As Online Sales Gain, Orlando and Washington Emerge As Key Markets

Clothing sales rose 2% in the most recent 12-month period, and that’s good news for apparel brands. But a closer look at the latest numbers from NPD Group show that sales in stores slipped 2%, as online shopping surged 19%. And key regional differences are emerging. Orlando, Fla., Washington D.C., Phoenix, and other smaller markets are driving the increases, in terms of both dollar sales and growth rate. 

“The big regions are no longer leading apparel industry sales growth,” says NPD’s Marshal Cohen, chief industry analyst, in its release. “When New York and Los Angeles don’t even make it into the top 10 list of DMAs driving apparel growth, we have a big opportunity gap in the market. We need to understand the cause in order for the apparel industry to regain traction moving forward.”



NPD’s report finds that in-store sales declined in most of the 10 largest U.S. markets, with Washington, D.C., where in-store sales rose 14%, being the notable exception. The five largest areas for clothing sales are New York, with an 8% share of dollar sales; Los Angeles (5%); Philadelphia (3%); Chicago (3%), and Washington, 3%. But in terms of growth, Orlando led the way, up 23%, followed by Washington (18%); Phoenix (16%); Cleveland (16%) and Detroit (11%.)

Focusing solely on online sales, however, NPD reports that New York, Los Angeles, Chicago, Philadelphia, and the Dallas-Ft. Worth grew fastest, with double-digit gains.
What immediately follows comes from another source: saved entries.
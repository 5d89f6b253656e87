//! Task selection: one startup-time choice of template + transformer pairing.

use anyhow::Result;
use clap::ValueEnum;
use std::path::Path;

use crate::template::FieldTemplate;
use crate::transform::{GenerationTransformer, SliceTransformer, WebTransformer};

/// Which source/template pairing a run works with.
#[derive(Debug, Clone, Copy, PartialEq, Eq, ValueEnum)]
pub enum Task {
    /// Records acquired from the dictionary web source.
    Web,
    /// Records acquired from the completion backend.
    Generation,
}

impl Task {
    fn dir_name(self) -> &'static str {
        match self {
            Task::Web => "web",
            Task::Generation => "generation",
        }
    }

    /// Load this task's template, failing fast on missing presentation files.
    pub fn template(self, formats_dir: &Path) -> Result<FieldTemplate> {
        let dir = formats_dir.join(self.dir_name());
        let (id, name, fields): (i64, &str, &[&str]) = match self {
            Task::Web => (
                1001,
                "DeckforgeWebNote",
                &[
                    "word",
                    "pronunciation",
                    "overview",
                    "tags",
                    "translations",
                    "examples",
                    "notes",
                    "schema",
                ],
            ),
            Task::Generation => (
                1002,
                "DeckforgeGenerationNote",
                &["word", "pronunciation", "definition", "notes", "schema"],
            ),
        };
        FieldTemplate::load(
            id,
            name,
            fields,
            &dir.join("front.html"),
            &dir.join("back.html"),
            &dir.join("style.css"),
        )
    }

    pub fn transformer(self) -> Box<dyn SliceTransformer> {
        match self {
            Task::Web => Box::new(WebTransformer),
            Task::Generation => Box::new(GenerationTransformer),
        }
    }
}
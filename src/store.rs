//! Durable per-identifier storage shared by the two pipeline stages.
//!
//! The acquisition stage creates files, the encoding stage only reads them;
//! that create-then-freeze contract is the only cross-stage handoff.

use anyhow::{Context, Result};
use std::fs;
use std::path::{Path, PathBuf};

/// Canonical divider token separating raw segments inside a record file.
pub const DIVIDER: &str = "++++++++++";

/// Extension for raw metadata records.
pub const METADATA_EXT: &str = "txt";

/// Extension for media assets.
pub const MEDIA_EXT: &str = "mp3";

/// Resolved store directories under one save path.
#[derive(Debug, Clone)]
pub struct StorePaths {
    pub metadata: PathBuf,
    pub media: PathBuf,
}

impl StorePaths {
    pub fn new(metadata: PathBuf, media: PathBuf) -> Self {
        Self { metadata, media }
    }

    /// Conventional layout under a single save directory.
    pub fn under(save_path: &Path) -> Self {
        Self {
            metadata: save_path.join("metadata"),
            media: save_path.join("media"),
        }
    }

    /// Create both store directories, failing fast if they are unwritable.
    pub fn ensure(&self) -> Result<()> {
        fs::create_dir_all(&self.metadata)
            .with_context(|| format!("create metadata store {}", self.metadata.display()))?;
        fs::create_dir_all(&self.media)
            .with_context(|| format!("create media store {}", self.media.display()))?;
        Ok(())
    }

    pub fn metadata_file(&self, identifier: &str) -> PathBuf {
        self.metadata.join(format!("{identifier}.{METADATA_EXT}"))
    }

    pub fn media_file(&self, identifier: &str) -> PathBuf {
        self.media.join(format!("{identifier}.{MEDIA_EXT}"))
    }

    /// An existing record file is the completion marker for resumability.
    pub fn has_record(&self, identifier: &str) -> bool {
        self.metadata_file(identifier).is_file()
    }
}

/// Join raw segments with the newline-padded divider.
pub fn join_record(segments: &[String]) -> String {
    segments.join(&format!("\n{DIVIDER}\n"))
}

/// Split a record body on the divider token, trimming and dropping empties.
pub fn split_record(body: &str) -> Vec<String> {
    body.split(DIVIDER)
        .map(str::trim)
        .filter(|segment| !segment.is_empty())
        .map(str::to_string)
        .collect()
}

/// Persist one identifier's record.
pub fn write_record(paths: &StorePaths, identifier: &str, segments: &[String]) -> Result<()> {
    let path = paths.metadata_file(identifier);
    fs::write(&path, join_record(segments))
        .with_context(|| format!("write record {}", path.display()))?;
    Ok(())
}

/// Load one identifier's record, already split into segments.
pub fn read_record(paths: &StorePaths, identifier: &str) -> Result<Vec<String>> {
    let path = paths.metadata_file(identifier);
    let body =
        fs::read_to_string(&path).with_context(|| format!("read record {}", path.display()))?;
    Ok(split_record(&body))
}

#[cfg(test)]
mod tests {
    use super::*;

    #[test]
    fn divider_round_trips_segments() {
        let segments: Vec<String> = ["word", "wɔːrd", "tag1\ntag2", "None"]
            .iter()
            .map(|s| s.to_string())
            .collect();
        assert_eq!(split_record(&join_record(&segments)), segments);
    }

    #[test]
    fn split_drops_empty_segments() {
        let body = format!("a\n{DIVIDER}\n\n{DIVIDER}\nb");
        assert_eq!(split_record(&body), vec!["a".to_string(), "b".to_string()]);
    }

    #[test]
    fn record_write_then_read() {
        let dir = tempfile::tempdir().expect("tempdir");
        let paths = StorePaths::under(dir.path());
        paths.ensure().expect("ensure stores");

        let segments = vec!["слово".to_string(), "сло́во".to_string()];
        write_record(&paths, "слово", &segments).expect("write record");
        assert!(paths.has_record("слово"));
        assert_eq!(read_record(&paths, "слово").expect("read record"), segments);
    }

    #[test]
    fn missing_record_is_not_a_completion_marker() {
        let dir = tempfile::tempdir().expect("tempdir");
        let paths = StorePaths::under(dir.path());
        paths.ensure().expect("ensure stores");
        assert!(!paths.has_record("absent"));
    }
}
Despite online shopping’s inroads, now accounting for 17% of all U.S. apparel sales, Cohen points out that physical stores still hold the trump card in fashion: Immediate gratification for the impulse shopper. Impulse buys power 32% of in-store sales, versus 22% of online purchases.

“Impulse purchases are the big growth driver, so the strategy of driving traffic to websites needs to exist in tandem with efforts to drive traffic to the stores,” says Cohen. “Regardless of regional market size, or method of purchase, the apparel industry needs to engage consumers with something new and different — something they can’t find everywhere.”